Verify Integrity of Files

When downloading something on a website, you've probably seen some obscure things like checksums, MD5 or SHA, SHASUMS beside or around the DOWNLOAD button. To the layman, those stuff are strange aren't they?

But actually, they are your good friends! Those are known as checksum or checksum files. These files are actually supposed to help you verify that your downloaded file is really bit-for-bit exact as published by the website, and not a broken download.

It's actually very simple to verify a file checksum. Simply use an app to verify that your file's checksum matches the website file's checksum.
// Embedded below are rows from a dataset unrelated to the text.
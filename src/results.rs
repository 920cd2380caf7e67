//! Binary layout of the shared host/device result buffer.
//!
//! The buffer is a flat array of 32-bit words the kernel and host agree on:
//!
//! ```text
//! word  0..64   four result slots, 16 words each (gid + 8 mix words + pad)
//! word  64      count:     atomically incremented by the kernel
//! word  65      hashCount: incremented once per work group in single-shot
//!                          builds (the host scales by the group width)
//! word  66      abortFlag: host-set, polled by persistent kernels
//! ```

use std::ffi::c_void;

use anyhow::anyhow;
use opencl3::types::{cl_command_queue, cl_mem, CL_BLOCKING};

use crate::error::Result;

pub const MAX_SEARCH_RESULTS: u32 = 4;
pub const RESULT_STRIDE_WORDS: usize = 16;
pub const COUNT_WORD: usize = MAX_SEARCH_RESULTS as usize * RESULT_STRIDE_WORDS;
pub const HASH_COUNT_WORD: usize = COUNT_WORD + 1;
pub const ABORT_WORD: usize = COUNT_WORD + 2;
pub const SEARCH_BUFFER_WORDS: usize = ABORT_WORD + 1;

pub const COUNT_OFFSET_BYTES: usize = COUNT_WORD * 4;
pub const ABORT_OFFSET_BYTES: usize = ABORT_WORD * 4;

/// One kernel-reported candidate: the global work-item id that produced it
/// plus the 8-word mix digest.
#[derive(Debug, Clone, Copy, PartialEq, Eq)]
pub struct SearchResult {
    pub gid: u32,
    pub mix: [u32; 8],
}

impl SearchResult {
    /// Mix digest as the 32-byte little-endian array reported upstream.
    pub fn mix_bytes(&self) -> [u8; 32] {
        let mut bytes = [0u8; 32];
        for (chunk, word) in bytes.chunks_exact_mut(4).zip(self.mix.iter()) {
            chunk.copy_from_slice(&word.to_le_bytes());
        }
        bytes
    }
}

/// Everything read back from the device in one harvest.
#[derive(Debug, Clone, Default)]
pub struct Harvest {
    pub results: Vec<SearchResult>,
    pub hash_count: u32,
}

/// The kernel may race past `MAX_OUTPUTS` before the host resets the counter;
/// the extra slots were never written.
pub fn clamp_count(raw: u32) -> u32 {
    raw.min(MAX_SEARCH_RESULTS)
}

/// Decode `count` result slots from the word-level buffer image.
pub fn decode_results(words: &[u32], count: u32) -> Vec<SearchResult> {
    let count = clamp_count(count) as usize;
    let mut results = Vec::with_capacity(count);
    for slot in 0..count {
        let base = slot * RESULT_STRIDE_WORDS;
        let mut mix = [0u32; 8];
        mix.copy_from_slice(&words[base + 1..base + 9]);
        results.push(SearchResult {
            gid: words[base],
            mix,
        });
    }
    results
}

/// Raw handles needed to poke the abort flag from the owner thread while the
/// scheduler thread keeps using the typed wrappers. The handles stay valid
/// for as long as the scheduler keeps the owning program alive; the scheduler
/// clears the installed handle before tearing the program down.
#[derive(Debug, Clone, Copy)]
pub struct AbortHandle {
    queue: cl_command_queue,
    buffer: cl_mem,
}

// Raw pointers to retained OpenCL objects; the API is thread-safe for
// enqueue calls on distinct threads.
unsafe impl Send for AbortHandle {}

impl AbortHandle {
    pub(crate) fn new(queue: cl_command_queue, buffer: cl_mem) -> Self {
        Self { queue, buffer }
    }

    /// Set the in-buffer abort flag so a persistent kernel drains early.
    pub(crate) fn signal_abort(&self) -> Result<()> {
        let one: u32 = 1;
        unsafe {
            let event = cl3::command_queue::enqueue_write_buffer(
                self.queue,
                self.buffer,
                CL_BLOCKING,
                ABORT_OFFSET_BYTES,
                std::mem::size_of::<u32>(),
                &one as *const u32 as *const c_void,
                0,
                std::ptr::null(),
            )
            .map_err(|err| anyhow!("failed to write abort flag: {err:?}"))?;
            cl3::event::release_event(event)
                .map_err(|err| anyhow!("failed to release abort event: {err:?}"))?;
        }
        Ok(())
    }
}

#[cfg(test)]
mod tests {
    use super::*;

    #[test]
    fn buffer_layout_offsets() {
        assert_eq!(COUNT_WORD, 64);
        assert_eq!(HASH_COUNT_WORD, 65);
        assert_eq!(ABORT_WORD, 66);
        assert_eq!(SEARCH_BUFFER_WORDS, 67);
        assert_eq!(COUNT_OFFSET_BYTES, 256);
        assert_eq!(ABORT_OFFSET_BYTES, 264);
    }

    #[test]
    fn count_is_clamped_to_slot_capacity() {
        assert_eq!(clamp_count(0), 0);
        assert_eq!(clamp_count(3), 3);
        assert_eq!(clamp_count(4), 4);
        assert_eq!(clamp_count(17), 4);
        assert_eq!(clamp_count(u32::MAX), 4);
    }

    #[test]
    fn decode_reads_strided_slots() {
        let mut words = vec![0u32; SEARCH_BUFFER_WORDS];
        words[0] = 0xdead_0001;
        words[1..9].copy_from_slice(&[1, 2, 3, 4, 5, 6, 7, 8]);
        words[RESULT_STRIDE_WORDS] = 0xdead_0002;
        words[RESULT_STRIDE_WORDS + 1] = 99;

        let results = decode_results(&words, 2);
        assert_eq!(results.len(), 2);
        assert_eq!(results[0].gid, 0xdead_0001);
        assert_eq!(results[0].mix, [1, 2, 3, 4, 5, 6, 7, 8]);
        assert_eq!(results[1].gid, 0xdead_0002);
        assert_eq!(results[1].mix[0], 99);
    }

    #[test]
    fn decode_with_overflowed_count_stays_in_bounds() {
        let words = vec![0u32; SEARCH_BUFFER_WORDS];
        let results = decode_results(&words, 1000);
        assert_eq!(results.len(), 4);
    }

    #[test]
    fn mix_bytes_are_little_endian_per_word() {
        let result = SearchResult {
            gid: 0,
            mix: [0x0403_0201, 0, 0, 0, 0, 0, 0, 0x0807_0605],
        };
        let bytes = result.mix_bytes();
        assert_eq!(&bytes[..4], &[0x01, 0x02, 0x03, 0x04]);
        assert_eq!(&bytes[28..], &[0x05, 0x06, 0x07, 0x08]);
    }
}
In this guide, you will learn how to do this. I'm going to avoid using jargons, so you can understand. >.<

Three simple things to know

For beginners, a checksum is simply a number.

Checksum:

  • A checksum is a short hexadecimal number calculated from a given file's content, using a checksum algorithm.
  • A checksum is assumed to be unique to a given file:
    • Two same files have same checksums
    • Two different files have different checksums

Checksum algorithm:

  • A checksum algorithm is a mathematical formula.
  • Some common examples: MD5, SHA1, SHA256, SHA512 etc.
  • Presently, MD5 and SHA1 are broken algorithms because they have shown to produce same checksum for two different files. That means a received file's content may be in two possible states: 1) intact, or 2) corrupted and undetected by our checksum verification. That is bad! Therefore, it is recommended to use at least SHA256 and above.

Hexadecimal:

  • Humans use decimal which a base-10 numeric system (0 to 9). Hexadecimal is a base-16 numeric system (0 to 9, and A to F characters). For example starting from 0:
    • Decimal and hexadecimal start from 0, and go up to 9
    • Decimal 10 is hexadecimal A
    • Decimal 11 is hexadecimal B
    • ...
    • Decimal 15 is hexadecimal F
    • Finally, decimal 16 is hexadecimal 10 (hexadecimal power increases)
    • As you can see, A to F are really just digits in hexadecimal
  • You probably see HTML color codes like color: #ffa0c2. Now you know what they are! They are just 3 hexadecimal numbers: ff is decimal 255 (red), a0 is decimal 160 (green), and c2 is decimal 194 (blue). The same color code can also be written as color: rgba(255, 160, 194).
  • Hexadecimal is case-insensitive. For example, a is the same as A, f is the same as F, and a0b1c2d3e4f5 is the same as A0B1C2D3E4F5.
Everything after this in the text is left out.